:: PROBLEM DETAILS ::
Where the string "cached" occurs in a line of the entries below, copy that line.

Data excerpts:
↓
//! Fileid-keyed cnode table.
//!
//! One mutex guards the whole table and every hash-state transition; a single
//! condition variable is broadcast whenever an entry leaves `H_ALLOC`,
//! `H_ATTACH` or `H_TRANSIT`.

use std::cell::Cell;
use std::collections::HashMap;
use std::ops::Deref;
use std::sync::atomic::Ordering;
use std::sync::Arc;

use parking_lot::{Condvar, Mutex, MutexGuard};
use tracing::debug;

use super::lock::{LockMode, LockPolicy};
use super::{Cnode, ForkKind, C_DELETED, C_NOEXISTS, H_ALLOC, H_ATTACH, H_TRANSIT, H_WAITING};
use crate::catalog::records::Cnid;
use crate::error::{CatalogError, Result};

struct CacheShared {
    table: Mutex<HashMap<Cnid, Arc<Cnode>>>,
    cond: Condvar,
    /// Deleted-but-open cnodes whose last handle has gone.
    reclaim: Mutex<Vec<Arc<Cnode>>>,
    max_dir_hints: usize,
}

impl CacheShared {
    fn broadcast(&self, cp: &Cnode) {
        if cp.hflags() & H_WAITING != 0 {
            cp.clear_hflags(H_WAITING);
        }
        self.cond.notify_all();
    }

    fn unhash(&self, table: &mut HashMap<Cnid, Arc<Cnode>>, cp: &Arc<Cnode>) {
        if table
            .get(&cp.fileid())
            .is_some_and(|entry| Arc::ptr_eq(entry, cp))
        {
            table.remove(&cp.fileid());
        }
    }
}

#[derive(Debug, Clone, Copy, Default)]
pub struct GetOptions {
    pub want_rsrc: bool,
    /// Return the cnode unlocked.
    pub skip_lock: bool,
    /// Return cnodes already flagged deleted (open handles only).
    pub allow_deleted: bool,
}

pub struct CacheEntry {
    pub handle: CnodeHandle,
    /// Freshly allocated; the caller must populate it and `publish`.
    pub is_new: bool,
    /// The requested fork is not attached yet; the caller attaches it and
    /// `publish`es.
    pub is_attach: bool,
}

#[derive(Clone)]
pub struct CnodeCache {
    shared: Arc<CacheShared>,
}

impl CnodeCache {
    pub fn new(max_dir_hints: usize) -> Self {
        Self {
            shared: Arc::new(CacheShared {
                table: Mutex::new(HashMap::new()),
                cond: Condvar::new(),
                reclaim: Mutex::new(Vec::new()),
                max_dir_hints,
            }),
        }
    }

    fn handle(&self, cnode: Arc<Cnode>, pending: u32) -> CnodeHandle {
        CnodeHandle {
            cnode,
            shared: Arc::clone(&self.shared),
            locked: Cell::new(None),
            pending: Cell::new(pending),
        }
    }

    /// Find the cnode for `fileid`, or insert a fresh one in `H_ALLOC`.
    ///
    /// Entries still being allocated, attached or torn down are waited on.
    /// Unless `skip_lock` is set the cnode comes back locked exclusive.
    pub fn get_or_create(&self, fileid: Cnid, opts: GetOptions) -> Result<CacheEntry> {
        let kind = if opts.want_rsrc {
            ForkKind::Resource
        } else {
            ForkKind::Data
        };
        let mut table = self.shared.table.lock();
        loop {
            if let Some(cp) = table.get(&fileid).cloned() {
                if cp.hflags() & (H_ALLOC | H_ATTACH | H_TRANSIT) != 0 {
                    cp.set_hflags(H_WAITING);
                    self.shared.cond.wait(&mut table);
                    continue;
                }
                if cp.is_deleted() && !opts.allow_deleted {
                    return Err(CatalogError::NotFound);
                }
                let is_attach = !cp.is_dir() && !cp.has_fork(kind);
                let pending = if is_attach {
                    cp.set_hflags(H_ATTACH);
                    H_ATTACH
                } else {
                    0
                };
                cp.refs.fetch_add(1, Ordering::AcqRel);
                drop(table);

                let handle = self.handle(cp, pending);
                if !opts.skip_lock {
                    let policy = if opts.allow_deleted {
                        LockPolicy::AllowNoExists
                    } else {
                        LockPolicy::Default
                    };
                    handle.lock(LockMode::Exclusive, policy)?;
                }
                return Ok(CacheEntry {
                    handle,
                    is_new: false,
                    is_attach,
                });
            }

            let fresh = MutexGuard::unlocked(&mut table, || {
                Arc::new(Cnode::new(fileid, self.shared.max_dir_hints))
            });
            if table.contains_key(&fileid) {
                // Lost the race while allocating; look again.
                continue;
            }
            fresh.set_hflags(H_ALLOC);
            fresh.refs.fetch_add(1, Ordering::AcqRel);
            let handle = self.handle(Arc::clone(&fresh), H_ALLOC);
            if !opts.skip_lock {
                // Nobody else can see it yet.
                handle.lock(LockMode::Exclusive, LockPolicy::AllowNoExists)?;
            }
            table.insert(fileid, fresh);
            debug!("cnode {} allocated", fileid);
            return Ok(CacheEntry {
                handle,
                is_new: true,
                is_attach: false,
            });
        }
    }

    /// Finish allocation or attachment and wake anyone waiting on the entry.
    pub fn publish(&self, handle: &CnodeHandle) {
        let pending = handle.pending.replace(0);
        if pending == 0 {
            return;
        }
        let _table = self.shared.table.lock();
        handle.cnode.clear_hflags(pending);
        self.shared.broadcast(&handle.cnode);
    }

    /// Unhash a cnode. Fails while another thread is attaching a fork.
    pub fn remove(&self, cp: &Arc<Cnode>) -> Result<()> {
        let mut table = self.shared.table.lock();
        if cp.hflags() & H_ATTACH != 0 {
            return Err(CatalogError::Busy(cp.fileid()));
        }
        self.shared.unhash(&mut table, cp);
        cp.clear_hflags(H_TRANSIT);
        self.shared.broadcast(cp);
        debug!("cnode {} removed", cp.fileid());
        Ok(())
    }

    /// Hide a cnode from lookups ahead of its teardown.
    pub fn mark_in_transit(&self, cp: &Arc<Cnode>) {
        let _table = self.shared.table.lock();
        cp.set_hflags(H_TRANSIT);
    }

    /// Look at a cached cnode without taking a reference.
    ///
    /// With `existence_only` any entry counts, even one in transit or already
    /// gone from the catalog.
    pub fn snoop<R>(
        &self,
        fileid: Cnid,
        existence_only: bool,
        f: impl FnOnce(&Cnode) -> R,
    ) -> Option<R> {
        let table = self.shared.table.lock();
        let cp = table.get(&fileid)?;
        if !existence_only
            && (cp.hflags() & (H_ALLOC | H_TRANSIT) != 0 || cp.flags() & C_NOEXISTS != 0)
        {
            return None;
        }
        Some(f(cp))
    }

    /// Evict unreferenced cnodes that hold no directory hints. Their forks
    /// are dropped with them.
    pub fn evict_unused(&self) -> usize {
        let mut table = self.shared.table.lock();
        let before = table.len();
        table.retain(|_, cp| {
            let unused =
                cp.refs() == 0 && cp.hflags() == 0 && cp.with_hints(|h| h.is_empty());
            if unused {
                cp.detach_all_forks();
            }
            !unused
        });
        before - table.len()
    }

    /// Drain the deleted-but-open cnodes whose last handle has dropped.
    pub fn take_reclaimable(&self) -> Vec<Arc<Cnode>> {
        std::mem::take(&mut *self.shared.reclaim.lock())
    }

    /// Visit a snapshot of the cached cnodes outside the table lock.
    pub fn for_each(&self, mut f: impl FnMut(&Arc<Cnode>)) {
        let snapshot: Vec<Arc<Cnode>> = self.shared.table.lock().values().cloned().collect();
        for cp in &snapshot {
            f(cp);
        }
    }

    pub fn len(&self) -> usize {
        self.shared.table.lock().len()
    }

    pub fn is_empty(&self) -> bool {
        self.shared.table.lock().is_empty()
    }
}

/// One open/lookup reference on a cnode.
///
/// Dropping the handle releases its content lock (if taken through the
/// handle) and the reference. At zero references a deleted cnode is unhashed
/// and queued for reclamation; an idle one with no forks and no directory
/// hints is evicted.
pub struct CnodeHandle {
    cnode: Arc<Cnode>,
    shared: Arc<CacheShared>,
    locked: Cell<Option<LockMode>>,
    /// Hash states this handle is responsible for clearing.
    pending: Cell<u32>,
}

impl CnodeHandle {
    pub fn lock(&self, mode: LockMode, policy: LockPolicy) -> Result<()> {
        self.cnode.lock(mode, policy)?;
        self.locked.set(Some(mode));
        Ok(())
    }

    pub fn unlock(&self) {
        if self.locked.take().is_some() {
            self.cnode.unlock();
        }
    }

    pub fn is_locked(&self) -> bool {
        self.locked.get().is_some()
    }

    pub fn arc(&self) -> &Arc<Cnode> {
        &self.cnode
    }

    pub fn cnode(&self) -> &Cnode {
        &self.cnode
    }
}

impl Deref for CnodeHandle {
    type Target = Cnode;

    fn deref(&self) -> &Cnode {
        &self.cnode
    }
}

impl Clone for CnodeHandle {
    /// Take another, unlocked reference.
    fn clone(&self) -> Self {
        let _table = self.shared.table.lock();
        self.cnode.refs.fetch_add(1, Ordering::AcqRel);
        Self {
            cnode: Arc::clone(&self.cnode),
            shared: Arc::clone(&self.shared),
            locked: Cell::new(None),
            pending: Cell::new(0),
        }
    }
}

impl std::fmt::Debug for CnodeHandle {
    fn fmt(&self, f: &mut std::fmt::Formatter<'_>) -> std::fmt::Result {
        f.debug_struct("CnodeHandle")
            .field("cnode", &self.cnode)
            .field("locked", &self.locked.get())
            .finish()
    }
}

impl Drop for CnodeHandle {
    fn drop(&mut self) {
        self.unlock();
        let cp = &self.cnode;
        let mut table = self.shared.table.lock();

        let pending = self.pending.replace(0);
        if pending & H_ALLOC != 0 {
            // Never populated.
            cp.set_flags(C_NOEXISTS);
            self.shared.unhash(&mut table, cp);
        }
        if pending != 0 {
            cp.clear_hflags(pending);
            self.shared.broadcast(cp);
        }

        if cp.refs.fetch_sub(1, Ordering::AcqRel) != 1 {
            return;
        }
        if cp.is_deleted() {
            self.shared.unhash(&mut table, cp);
            cp.detach_all_forks();
            if cp.flags() & C_DELETED != 0 && cp.flags() & C_NOEXISTS == 0 {
                debug!("cnode {} queued for reclaim", cp.fileid());
                self.shared.reclaim.lock().push(Arc::clone(cp));
            }
        } else if cp.hflags() == 0 && !cp.has_any_fork() && cp.with_hints(|h| h.is_empty()) {
            self.shared.unhash(&mut table, cp);
        }
    }
}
↑
:: COMPLETED EXERCISE ::
    /// Look at a cached cnode without taking a reference.
    /// Visit a snapshot of the cached cnodes outside the table lock.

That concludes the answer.